Le Pain Quotidien Sold Its Way Out of Trouble
Le Pain Quotidien — French for “the daily bread” — started in Brussels in 1990 and eventually spread to the U.S. with its open-face sandwiches, fresh pastries, and that Euro-rustic vibe that made you feel slightly more cultured for eating a tartine instead of a hoagie. But when the chain filed for bankruptcy in 2020, it had 98 U.S. locations and was hemorrhaging money. It sold its assets to New York-based firm Aurify, which has been trying to right the ship since. The brand still exists, but in a much smaller, much more uncertain form. The pandemic hit international chains especially hard, and Le Pain Quotidien is still dealing with the aftershocks years later.
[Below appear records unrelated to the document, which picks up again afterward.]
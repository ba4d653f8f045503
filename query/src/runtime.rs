use std::{fmt, future::Future, pin::Pin, sync::Arc};

use crate::connectivity::{FocusManager, OnlineManager};
use crate::notify::NotifyManager;
use crate::retryer::NetworkMode;

/// A trait for spawning a future onto an asynchronous runtime.
pub trait TaskSpawner: Send + Sync + 'static {
  /// Spawns a type-erased future.
  fn spawn(&self, future: Pin<Box<dyn Future<Output = ()> + Send>>);
}

/// Spawns onto a Tokio runtime.
///
/// Without an explicit handle, tasks go to the runtime of the calling
/// context, so a client built in one test runtime keeps working there.
#[derive(Debug, Clone, Default)]
pub struct TokioSpawner(Option<tokio::runtime::Handle>);

impl TokioSpawner {
  /// Creates a spawner that uses the ambient Tokio runtime at spawn time.
  pub fn new() -> Self {
    Self(None)
  }

  /// Creates a spawner pinned to a specific runtime.
  pub fn with_handle(handle: tokio::runtime::Handle) -> Self {
    Self(Some(handle))
  }
}

impl TaskSpawner for TokioSpawner {
  fn spawn(&self, future: Pin<Box<dyn Future<Output = ()> + Send>>) {
    match &self.0 {
      Some(handle) => {
        handle.spawn(future);
      }
      None => {
        tokio::spawn(future);
      }
    }
  }
}

/// Everything a cache entry needs from its surroundings: where to run
/// background work, how to deliver notifications and what the connectivity
/// signals currently say.
#[derive(Clone)]
pub(crate) struct RuntimeContext {
  pub(crate) spawner: Arc<dyn TaskSpawner>,
  pub(crate) notify: NotifyManager,
  pub(crate) focus: FocusManager,
  pub(crate) online: OnlineManager,
}

impl RuntimeContext {
  pub(crate) fn spawn<F>(&self, future: F)
  where
    F: Future<Output = ()> + Send + 'static,
  {
    self.spawner.spawn(Box::pin(future));
  }

  /// Whether an operation in `mode` may start right now.
  pub(crate) fn can_fetch(&self, mode: NetworkMode) -> bool {
    mode != NetworkMode::Online || self.online.is_online()
  }

  /// Whether a retrying operation in `mode` should hold off before its next
  /// attempt.
  pub(crate) fn should_pause(&self, mode: NetworkMode) -> bool {
    !self.focus.is_focused() || (mode != NetworkMode::Always && !self.online.is_online())
  }
}

impl fmt::Debug for RuntimeContext {
  fn fmt(&self, f: &mut fmt::Formatter<'_>) -> fmt::Result {
    f.debug_struct("RuntimeContext")
      .field("focused", &self.focus.is_focused())
      .field("online", &self.online.is_online())
      .finish_non_exhaustive()
  }
}
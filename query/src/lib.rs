//! An asynchronous query cache: deduplicated fetching, staleness tracking,
//! retries that pause while offline or unfocused, garbage collection of
//! unused entries, and batched change notifications to observers.
//!
//! # Features
//! - **Deduplication**: concurrent fetches of one key share a single run.
//! - **Observers**: live, structurally shared results that refetch on mount,
//!   focus, reconnect and interval.
//! - **Mutations**: optimistic `on_mutate`, ordered callbacks and replay of
//!   mutations paused while offline.
//! - **Infinite queries**: page lists with cursor-driven next/previous pages.
//! - **Persistence**: `dehydrate`/`hydrate` to move cached data across
//!   processes with any `serde` format.

// Public modules that form the API
pub mod builder;
pub mod client;
pub mod connectivity;
pub mod error;
pub mod filters;
pub mod infinite;
pub mod key;
pub mod mutation;
pub mod notify;
pub mod observer;
pub mod query;
pub mod query_cache;
pub mod retryer;
pub mod runtime;
pub mod snapshot;
pub mod structural;
pub mod value;

// Internal, crate-only modules
mod deferred;
mod listener;
mod task;
mod time;

pub use builder::QueryClientBuilder;
pub use client::{DefaultOptions, InvalidateOptions, QueryClient, RefetchType, Updater};
pub use connectivity::{FocusManager, OnlineManager};
pub use deferred::DeferredFuture;
pub use error::{CancelOptions, Error, Result};
pub use filters::{MutationFilters, QueryFilters, QueryTypeFilter};
pub use infinite::InfiniteData;
pub use key::{MutationKey, QueryKey};
pub use listener::Subscription;
pub use mutation::{
  MutateOptions, Mutation, MutationCache, MutationCacheConfig, MutationCacheEvent, MutationObserver,
  MutationObserverResult, MutationOptions, MutationState, MutationStatus,
};
pub use notify::{NotifyManager, NotifyScheduler};
pub use observer::{
  InfiniteQueryObserver, InfiniteQueryObserverResult, NotifyOptions, QueriesObserver, QueryObserver,
  QueryObserverResult, RefetchOptions,
};
pub use query::{
  FetchStatus, InitialData, PlaceholderData, Query, QueryFunctionContext, QueryOptions, QueryState, QueryStatus,
  RefetchInterval, RefetchOn, RefetchPolicy, SetDataOptions, ThrowOnError,
};
pub use query_cache::{QueryCache, QueryCacheConfig, QueryCacheEvent};
pub use retryer::{NetworkMode, Retry, RetryDelay};
pub use runtime::{TaskSpawner, TokioSpawner};
pub use snapshot::DehydratedState;
pub use time::{now_millis, INFINITE};
pub use value::Value;

#[doc(hidden)]
pub mod __private {
  pub use serde_json::json;
}
//! Background timers: garbage collection of idle entries, observer staleness
//! and refetch intervals.

pub(crate) mod timeout;
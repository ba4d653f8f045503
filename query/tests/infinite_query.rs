mod common;

use std::sync::{
  atomic::{AtomicI64, Ordering},
  Arc,
};

use common::{build_test_client, sleep_ms};
use fibre_query::{
  InfiniteData, InfiniteQueryObserver, InvalidateOptions, QueryFilters, QueryFunctionContext, QueryOptions,
  RefetchOptions, Value,
};

// Pages are `multiplier * (100 + cursor)`, cursors count up from 0.
fn paged_query(key: &str, multiplier: &Arc<AtomicI64>) -> QueryOptions {
  let multiplier = multiplier.clone();
  QueryOptions::new(key)
    .initial_page_param(0)
    .query_fn(move |ctx: QueryFunctionContext| {
      let factor = multiplier.load(Ordering::SeqCst);
      let cursor = ctx.page_param.as_ref().and_then(Value::as_i64).unwrap_or(0);
      async move { Ok(Value::from(factor * (100 + cursor))) }
    })
    .get_next_page_param(|_: &Value, _: &[Value], cursor: &Value, _: &[Value]| {
      cursor.as_i64().map(|cursor| Value::from(cursor + 1))
    })
}

fn values(items: &[i64]) -> Vec<Value> {
  items.iter().copied().map(Value::from).collect()
}

async fn two_pages(observer: &InfiniteQueryObserver) {
  sleep_ms(5).await;
  let result = observer.fetch_next_page(None).await.unwrap();
  let pages = result.pages().unwrap();
  assert_eq!(pages.pages, values(&[100, 101]));
  assert_eq!(pages.page_params, values(&[0, 1]));
}

#[tokio::test(start_paused = true)]
async fn test_fetch_next_page_appends() {
  let client = build_test_client();
  let multiplier = Arc::new(AtomicI64::new(1));
  let observer = InfiniteQueryObserver::new(&client, paged_query("pages", &multiplier));
  let _subscription = observer.subscribe(|_| {});

  sleep_ms(5).await;
  let result = observer.get_current_result();
  assert_eq!(result.pages().unwrap().pages, values(&[100]));
  assert!(result.has_next_page);
  assert!(!result.has_previous_page);

  two_pages(&observer).await;
  assert!(!observer.get_current_result().is_fetching_next_page);
}

#[tokio::test(start_paused = true)]
async fn test_page_selective_refetch() {
  let client = build_test_client();
  let multiplier = Arc::new(AtomicI64::new(1));
  let observer = InfiniteQueryObserver::new(&client, paged_query("pages", &multiplier));
  let _subscription = observer.subscribe(|_| {});
  two_pages(&observer).await;

  multiplier.store(2, Ordering::SeqCst);
  let refetch = RefetchOptions::default().refetch_page(|_: &Value, index: usize, _: &[Value]| index == 0);
  client
    .invalidate_queries(&QueryFilters::key("pages"), InvalidateOptions::default().refetch(refetch))
    .await
    .unwrap();

  let pages = observer.get_current_result().pages().unwrap();
  assert_eq!(pages.pages, values(&[200, 101]));
  assert_eq!(pages.page_params, values(&[0, 1]));
}

#[tokio::test(start_paused = true)]
async fn test_full_refetch_reuses_recorded_cursors() {
  let client = build_test_client();
  let multiplier = Arc::new(AtomicI64::new(1));
  let observer = InfiniteQueryObserver::new(&client, paged_query("pages", &multiplier));
  let _subscription = observer.subscribe(|_| {});
  two_pages(&observer).await;

  multiplier.store(3, Ordering::SeqCst);
  let result = observer.refetch(RefetchOptions::default()).await.unwrap();

  let pages = result.pages().unwrap();
  assert_eq!(pages.pages, values(&[300, 303]));
  assert_eq!(pages.page_params, values(&[0, 1]));
}

#[tokio::test(start_paused = true)]
async fn test_fetch_previous_page_prepends() {
  let client = build_test_client();
  let multiplier = Arc::new(AtomicI64::new(1));
  let options = paged_query("backwards", &multiplier)
    .initial_page_param(5)
    .get_previous_page_param(|_: &Value, _: &[Value], cursor: &Value, _: &[Value]| {
      cursor.as_i64().filter(|cursor| *cursor > 0).map(|cursor| Value::from(cursor - 1))
    });
  let observer = InfiniteQueryObserver::new(&client, options);
  let _subscription = observer.subscribe(|_| {});
  sleep_ms(5).await;
  assert!(observer.get_current_result().has_previous_page);

  let result = observer.fetch_previous_page(None).await.unwrap();

  let pages = result.pages().unwrap();
  assert_eq!(pages.pages, values(&[104, 105]));
  assert_eq!(pages.page_params, values(&[4, 5]));
}

#[tokio::test(start_paused = true)]
async fn test_explicit_cursor_overrides_the_computed_one() {
  let client = build_test_client();
  let multiplier = Arc::new(AtomicI64::new(1));
  let observer = InfiniteQueryObserver::new(&client, paged_query("jump", &multiplier));
  let _subscription = observer.subscribe(|_| {});
  sleep_ms(5).await;

  let result = observer.fetch_next_page(Some(Value::from(10))).await.unwrap();

  let pages = result.pages().unwrap();
  assert_eq!(pages.pages, values(&[100, 110]));
  assert_eq!(pages.page_params, values(&[0, 10]));
}

#[tokio::test(start_paused = true)]
async fn test_client_fetches_the_first_page() {
  let client = build_test_client();
  let multiplier = Arc::new(AtomicI64::new(1));

  let data = client.fetch_infinite_query(paged_query("direct", &multiplier)).await.unwrap();

  let pages = InfiniteData::from_value(&data).unwrap();
  assert_eq!(pages.pages, values(&[100]));
  assert_eq!(pages.page_params, values(&[0]));
}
Why So Many Chains Are Struggling at Once
It’s not just one or two brands having a bad year. The sandwich category as a whole is under pressure from a combination of forces that are hard to outrun. Inflation has driven up the cost of bread, meat, cheese, and labor simultaneously. Rent keeps climbing. Delivery apps have reshuffled how people order food, and fast-casual competitors have crowded into the same space that sandwich shops used to own. Franchise-heavy models make all of this worse, because when individual operators start losing money, the pain spreads upward through the whole system. The chain can’t invest in marketing, menu development, or store renovations because the money isn’t flowing in from below. It’s a cycle that’s tough to break once it starts spinning.
So the next time you walk into your usual sub shop and catch that familiar smell of toasted bread and deli meat, take a look around. Is the dining area a little emptier than it used to be? Are hours posted on the door shorter than you remember? The sandwich chains that seemed like they’d always be there are proving that nothing in the restaurant business is permanent — not even the places that smell exactly like your lunch break in 2009.